Он ругался, перемежая слова бранью, и это само по себе уже было странно и дико — слышать от сдержанного и вежливого охотника такие выражения. Анна судорожно вздохнула и обхватила себя руками, чувствуя, что начинает знобить — то ли от слез, то ли от холода, то ли от пережитого страха.

— Прости, пожалуйста, я… Я так испугалась… — пробормотала она совсем тихо и — разрыдалась.

Глава 16. Легенда дикого востока

Мгновение Дмитрий стоял, продолжая держать ее за плечи, а потом длинно, протяжно вздохнул и привлек к себе, обнял крепко. Девушка отчаянно прижалась в ответ, цепко обхватив его за талию. Он казался не просто теплым — горячим, а ее уже била крупная дрожь.

— Так нечестно, — устало пробормотал Косоруков несколько мгновений спустя. — Я не могу ругаться, когда ты ревешь и трясешься. Ты же серьезная, взрослая, опытная. Хозяйка, — он хмыкнул. Горячая тяжелая ладонь легла ей на затылок, погладила вниз до лопаток, и Анна особенно надрывно и судорожно всхлипнула. — Чего реветь-то?

— П-прости, я… Я такая дура, — всхлипнула она, щекой прижимаясь к его груди. От него пахло мокрой шерстью и дымом, лесом и запекшейся кровью. Запах успокаивал. — Я больше не буду. Я думала…

— Думала она, — передразнил он недовольно. — А спросить? Ну ладно, в шаманов я не верил, тут… Черт, да я до сих пор поверить не могу. Но если бы ты на моих глазах в медведя превратилась, это сложновато отрицать.

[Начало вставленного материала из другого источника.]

//! Global config file source: $XDG_CONFIG_HOME/hasher/config.toml (platform config dir)

use config::builder::DefaultState;
use config::ConfigBuilder;
use config::File;
use directories::ProjectDirs;
use std::path::{Path, PathBuf};
use tracing::debug;

/// Path to the global config file, when a home directory can be determined.
pub fn global_config_path() -> Option<PathBuf> {
    ProjectDirs::from("", "", "hasher").map(|dirs| dirs.config_dir().join("config.toml"))
}

/// Add the global config file to the builder if it exists.
pub fn add_to_builder(
    builder: ConfigBuilder<DefaultState>,
    path: Option<&Path>,
) -> ConfigBuilder<DefaultState> {
    match path {
        Some(path) if path.exists() => {
            debug!(config_path = %path.display(), "Using global configuration");
            builder.add_source(File::from(path).required(false))
        }
        Some(path) => {
            debug!(config_path = %path.display(), "No global configuration file");
            builder
        }
        None => builder,
    }
}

— Я боялась, что ты после этого уедешь, — прерывисто вздохнула она. — И я снова останусь одна…

Поутихшие было слезы опять отчаянно защипали глаза. В это страшно было поверить, но, похоже, Дмитрий злился не так сильно, как она боялась. Иначе он вряд ли бы вот так стоял, грел своим теплом и негромко ворчал. И вообще, кажется, сильнее всего его зацепило не то, что случилось с ним самим, а то, что она одна ушла к колдуну. Наверное, это значило что-то хорошее, правда?